Par Elisa Gautier, fondatrice du restaurant et traiteur kiosk (Paris), chroniqueuse et consultante food.
Il n’est de secret pour personne, à moins de vivre dans une grotte, que la consommation de viande est depuis une décennie au cœur de débats houleux. C’est devenu un sujet brûlant de joutes violentes, opposant politiques, éleveurs, nutritionnistes, militants, humains.
Il existe pourtant un endroit où ce genre de sujet peut trouver un espace apaisé d’échanges, de discussions, de créativité et de plaisir : la cuisine. D’une certaine manière, pour sortir de ces polémiques par le haut en se mettant aux fourneaux.
En France, mais aussi chez nos voisins anglo-saxons ou même danois, il me semble que les restaurateurs engagés, d’aucuns diront bobos, comme nous au kiosk (restaurant et traiteur parisien) ont adopté une démarche que je résume ainsi : manger de la viande, mais version mieux. Dans cette démarche, ce n’est pas la quantité qui compte, mais la qualité du produit, et la façon dont nous prenons soin de lui en cuisine. Une façon pour nous de prendre de la hauteur, de défendre des valeurs, et de conserver notre art et notre passion pour les saveurs.

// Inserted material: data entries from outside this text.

//! Tabular renderings of an impact summary.

use std::fmt::Write as _;

use wn_core::units::fmt_m_bar;
use wn_impact::{ImpactSummary, Thresholds};

pub const CSV_HEADER: &str = "node_id,pressure_base_m,pressure_closed_m,drop_m,\
pressure_base_bar,pressure_closed_bar,drop_bar,status,x,y";

/// Delimited report over all nodes, ranking order preserved. Undefined
/// values serialize as empty cells.
pub fn to_csv(summary: &ImpactSummary) -> String {
    let mut out = String::new();
    out.push_str(CSV_HEADER);
    out.push('\n');
    for r in &summary.all_nodes {
        let _ = writeln!(
            out,
            "{},{},{},{},{},{},{},{},{},{}",
            csv_field(&r.node_id),
            cell(r.pressure_base_m),
            cell(r.pressure_closed_m),
            cell(r.drop_m),
            cell(r.pressure_base_bar),
            cell(r.pressure_closed_bar),
            cell(r.drop_bar),
            r.status,
            cell(r.x),
            cell(r.y),
        );
    }
    out
}

/// Console report in the shape operators are used to.
pub fn text_report(summary: &ImpactSummary, thresholds: &Thresholds) -> String {
    let mut out = String::new();
    let _ = writeln!(out, "=== SERVICE IMPACT REPORT ===");
    if let Some(pipe) = &summary.pipe_closed {
        let _ = writeln!(out, "Pipe closed  : {pipe}");
    }
    let hours = summary.used_time_s as f64 / 3600.0;
    if summary.time_fallback {
        let _ = writeln!(
            out,
            "Time         : {}s ({:.2} h) (requested {}s was not sampled)",
            summary.used_time_s, hours, summary.requested_time_s
        );
    } else {
        let _ = writeln!(out, "Time         : {}s ({:.2} h)", summary.used_time_s, hours);
    }
    let _ = writeln!(
        out,
        "Rule         : OK at >= {} bar, very low below {} bar",
        thresholds.ok_min_bar, thresholds.very_low_max_bar
    );
    let _ = writeln!(
        out,
        "Note         : negative simulator pressures are treated as 0 for service analysis"
    );
    let _ = writeln!(out);

    let _ = writeln!(out, "Mean P_base  : {}", mean_cell(summary.mean_base_m));
    let _ = writeln!(out, "Mean P_closed: {}", mean_cell(summary.mean_closed_m));
    let _ = writeln!(out, "Mean drop    : {}", mean_cell(summary.mean_drop_m));
    let _ = writeln!(out);

    let _ = writeln!(out, "Top {} nodes by pressure drop:", summary.top.len());
    let _ = writeln!(
        out,
        "{:<16} {:>20} {:>20}  {}",
        "node", "P_closed", "drop", "status"
    );
    for r in &summary.top {
        let closed = r
            .pressure_closed_m
            .map(fmt_m_bar)
            .unwrap_or_else(|| "n/a".to_string());
        let drop = r
            .drop_m
            .map(fmt_m_bar)
            .unwrap_or_else(|| "n/a".to_string());
        let _ = writeln!(out, "{:<16} {:>20} {:>20}  {}", r.node_id, closed, drop, r.status);
    }
    out
}

fn cell(v: Option<f64>) -> String {
    v.map(|v| v.to_string()).unwrap_or_default()
}

fn mean_cell(v: Option<f64>) -> String {
    match v {
        Some(m) => format!("{:.3} m ≈ {:.3} bar", m, wn_core::units::m_to_bar(m)),
        None => "n/a".to_string(),
    }
}

fn csv_field(s: &str) -> String {
    if s.contains(',') || s.contains('"') {
        format!("\"{}\"", s.replace('"', "\"\""))
    } else {
        s.to_string()
    }
}
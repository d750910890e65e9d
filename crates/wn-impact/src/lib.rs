//! wn-impact: scenario differencing and service-impact classification.
//!
//! The pipeline compares two hydraulic runs of the same network (baseline
//! vs. one link forced closed) at a shared evaluation instant:
//!
//! ```text
//! solver -> PressureSeries -> ScenarioSnapshot -> ScenarioDiff
//!        -> ImpactSummary -> SpatialLayers
//! ```
//!
//! Everything downstream of the snapshots works on anomaly-clamped
//! pressures; raw simulator values stay on the snapshot as a diagnostic
//! channel only.

pub mod classify;
pub mod diff;
pub mod error;
pub mod layers;
pub mod report;
pub mod scenario;
pub mod series;
pub mod snapshot;

pub use classify::{classify, ServiceTier, Thresholds};
pub use diff::{diff_snapshots, NodeDelta, ScenarioDiff};
pub use error::{ImpactError, ImpactResult};
pub use layers::{
    build_layers, legend, CategoricalLayer, CategoricalPoint, ContinuousLayer, ContinuousPoint,
    ScalarField, SpatialLayers, TierGroup,
};
pub use report::{build_report, ImpactSummary, NodeImpactRecord};
pub use scenario::{run_scenario, Scenario};
pub use series::{HydraulicSolver, PressureSeries, SolveError};
pub use snapshot::{clamp_pressure, snapshot_at, ScenarioSnapshot};
//! Unified error surface for frontends.

use thiserror::Error;
use wn_impact::ImpactError;
use wn_model::ModelError;

pub type AppResult<T> = Result<T, AppError>;

/// Wraps backend errors into one type the frontends can match on.
#[derive(Error, Debug)]
pub enum AppError {
    #[error("model error: {0}")]
    Model(#[from] ModelError),

    #[error("analysis error: {0}")]
    Impact(#[from] ImpactError),

    #[error("JSON error: {0}")]
    Json(#[from] serde_json::Error),

    #[error("I/O error: {0}")]
    Io(#[from] std::io::Error),
}

impl AppError {
    /// True for failures caused by the request itself (bad model text,
    /// unknown link, malformed configuration) as opposed to solver or
    /// environment trouble. The HTTP adapter maps this to 4xx vs 5xx.
    pub fn is_invalid_request(&self) -> bool {
        matches!(
            self,
            AppError::Model(ModelError::Parse { .. })
                | AppError::Model(ModelError::LinkNotFound { .. })
                | AppError::Impact(ImpactError::InvalidThresholds { .. })
                | AppError::Impact(ImpactError::InvalidTopN)
        )
    }
}
impl OutOfBounds {
    /// Captures the offending position together with the grid bounds.
    #[must_use]
    pub const fn new(position: GridPos, width: i32, height: i32) -> Self {
        Self {
            x: position.x(),
            y: position.y(),
            width,
            height,
        }
    }

    /// Offending position.
    #[must_use]
    pub const fn position(&self) -> GridPos {
        GridPos::new(self.x, self.y)
    }
}
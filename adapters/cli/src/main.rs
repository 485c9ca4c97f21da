#![deny(
    unsafe_code,
    missing_docs,
    dead_code,
    unused_results,
    non_snake_case,
    unreachable_pub
)]

//! Command-line adapter: runs one full match and reports the outcome.
//!
//! Logging goes through `env_logger`, so `RUST_LOG=info` shows the round
//! commentary and `RUST_LOG=debug` the full event stream.

use std::fs;
use std::path::PathBuf;

use anyhow::{bail, Context};
use clap::Parser;

use storm_arena_agents::{IdleAgent, RandomAgent, SeekerAgent};
use storm_arena_core::MatchConfig;
use storm_arena_session::{MatchOutcome, Session};
use storm_arena_toolkit::Agent;

#[derive(Debug, Parser)]
#[command(name = "storm-arena", about = "Deterministic two-player arena matches")]
struct Args {
    /// Agent controlling the first player: idle, random, or seeker.
    #[arg(long, default_value = "seeker")]
    player_one: String,

    /// Agent controlling the second player: idle, random, or seeker.
    #[arg(long, default_value = "random")]
    player_two: String,

    /// Match seed. Identical seeds reproduce identical matches.
    #[arg(long, default_value_t = 0)]
    seed: u64,

    /// JSON file overriding the default match configuration. Missing fields
    /// keep their defaults.
    #[arg(long)]
    config: Option<PathBuf>,

    /// Grid width override.
    #[arg(long)]
    width: Option<i32>,

    /// Grid height override.
    #[arg(long)]
    height: Option<i32>,

    /// Round limit override.
    #[arg(long)]
    max_rounds: Option<u32>,
}

fn make_agent(name: &str) -> anyhow::Result<Box<dyn Agent>> {
    match name {
        "idle" => Ok(Box::new(IdleAgent)),
        "random" => Ok(Box::new(RandomAgent)),
        "seeker" => Ok(Box::new(SeekerAgent)),
        other => bail!("unknown agent '{other}', expected idle, random, or seeker"),
    }
}

fn load_config(args: &Args) -> anyhow::Result<MatchConfig> {
    let mut config = match &args.config {
        Some(path) => {
            let text = fs::read_to_string(path)
                .with_context(|| format!("reading {}", path.display()))?;
            serde_json::from_str(&text)
                .with_context(|| format!("parsing {}", path.display()))?
        }
        None => MatchConfig::default(),
    };
    if let Some(width) = args.width {
        config.width = width;
    }
    if let Some(height) = args.height {
        config.height = height;
    }
    if let Some(max_rounds) = args.max_rounds {
        config.max_rounds = max_rounds;
    }
    Ok(config)
}

fn main() -> anyhow::Result<()> {
    env_logger::init();
    let args = Args::parse();
    let config = load_config(&args)?;
    let agents = [make_agent(&args.player_one)?, make_agent(&args.player_two)?];
    let mut session = Session::new(config, agents, args.seed)?;
    match session.run() {
        MatchOutcome::Victory { winner } => println!(
            "{} wins after {} round(s)",
            session.agent_name(winner).unwrap_or("unknown"),
            session.round(),
        ),
        MatchOutcome::Draw => println!("draw after {} round(s)", session.round()),
    }
    Ok(())
}

#[cfg(test)]
mod tests {
    use super::*;

    #[test]
    fn agent_names_resolve_or_fail_loudly() {
        assert!(make_agent("idle").is_ok());
        assert!(make_agent("random").is_ok());
        assert!(make_agent("seeker").is_ok());
        assert!(make_agent("camper").is_err());
    }

    #[test]
    fn cli_overrides_win_over_defaults() {
        let args = Args::parse_from([
            "storm-arena",
            "--width",
            "12",
            "--height",
            "10",
            "--max-rounds",
            "50",
        ]);
        let config = load_config(&args).expect("config loads");
        assert_eq!(config.width, 12);
        assert_eq!(config.height, 10);
        assert_eq!(config.max_rounds, 50);
        assert_eq!(config.storm_interval, 20);
    }
}
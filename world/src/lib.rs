#![deny(
    unsafe_code,
    missing_docs,
    dead_code,
    unused_results,
    non_snake_case,
    unreachable_pub
)]

//! Authoritative arena state for Storm Arena matches.
//!
//! The world owns every entity on the grid and is the only place state
//! mutates. Callers submit [`Command`] values through [`apply`] and receive
//! [`Event`] values describing the mutations that actually happened; the
//! [`query`] module exposes read-only views for snapshot capture.
//!
//! Destruction is a two-phase affair: entities are first marked destroyed
//! (and stop participating in updates and collisions) and are physically
//! removed at the next flush barrier. A tick flushes once before updating
//! the roster and once after the collision pass.

use storm_arena_core::{
    Action, Command, Direction, EntityId, EntityKind, Event, GridPos, Health, MatchConfig,
};

mod resolution;

/// Mutable match state: grid dimensions, the entity arena, and the storm.
#[derive(Clone, Debug)]
pub struct World {
    width: i32,
    height: i32,
    shoot_cooldown: u32,
    mine_cooldown: u32,
    entities: Vec<Entity>,
    players: Vec<EntityId>,
    next_id: u32,
    storm_size: u32,
    storm_max_size: u32,
}

#[derive(Clone, Debug)]
struct Entity {
    id: EntityId,
    position: GridPos,
    destroyed: bool,
    payload: Payload,
}

impl Entity {
    fn kind(&self) -> EntityKind {
        match self.payload {
            Payload::Wall => EntityKind::Wall,
            Payload::Mine => EntityKind::Mine,
            Payload::HealthPack => EntityKind::HealthPack,
            Payload::Storm => EntityKind::Storm,
            Payload::Player(_) => EntityKind::Player,
            Payload::Projectile(_) => EntityKind::Projectile,
        }
    }
}

#[derive(Clone, Debug)]
enum Payload {
    Wall,
    Mine,
    HealthPack,
    Storm,
    Player(PlayerState),
    Projectile(ProjectileState),
}

#[derive(Clone, Copy, Debug)]
struct PlayerState {
    health: Health,
    shoot_cooldown: u32,
    mine_cooldown: u32,
    facing: i8,
}

impl PlayerState {
    fn new() -> Self {
        Self {
            health: Health::starting(),
            shoot_cooldown: 0,
            mine_cooldown: 0,
            facing: 1,
        }
    }
}

#[derive(Clone, Copy, Debug)]
struct ProjectileState {
    direction: Direction,
    owner: EntityId,
}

Certains esprits et talents de mon époque ont inspiré ma démarche et conforté mon engagement. Bertrand Grébaut est l’éminent chef et fondateur de Septime. Il m’expliquait en 2020 : « le plus important, c’est l’inversion des proportions des protéines (animales) et du végétal ». Un rééquilibrage des assiettes donc, mais surtout un sourcing ultra pointu, des viandes françaises, d’animaux élevés en plein air.
Dans notre restaurant, kiosk, au cœur du 2e arrondissement à Paris, la viande a donc une place particulière. Elle est rarement la pièce centrale, mais plutôt l’invitée surprise. Elle est un bonus, une cerise sur le gâteau. Une source de goût, de textures, de saveurs et de créativité.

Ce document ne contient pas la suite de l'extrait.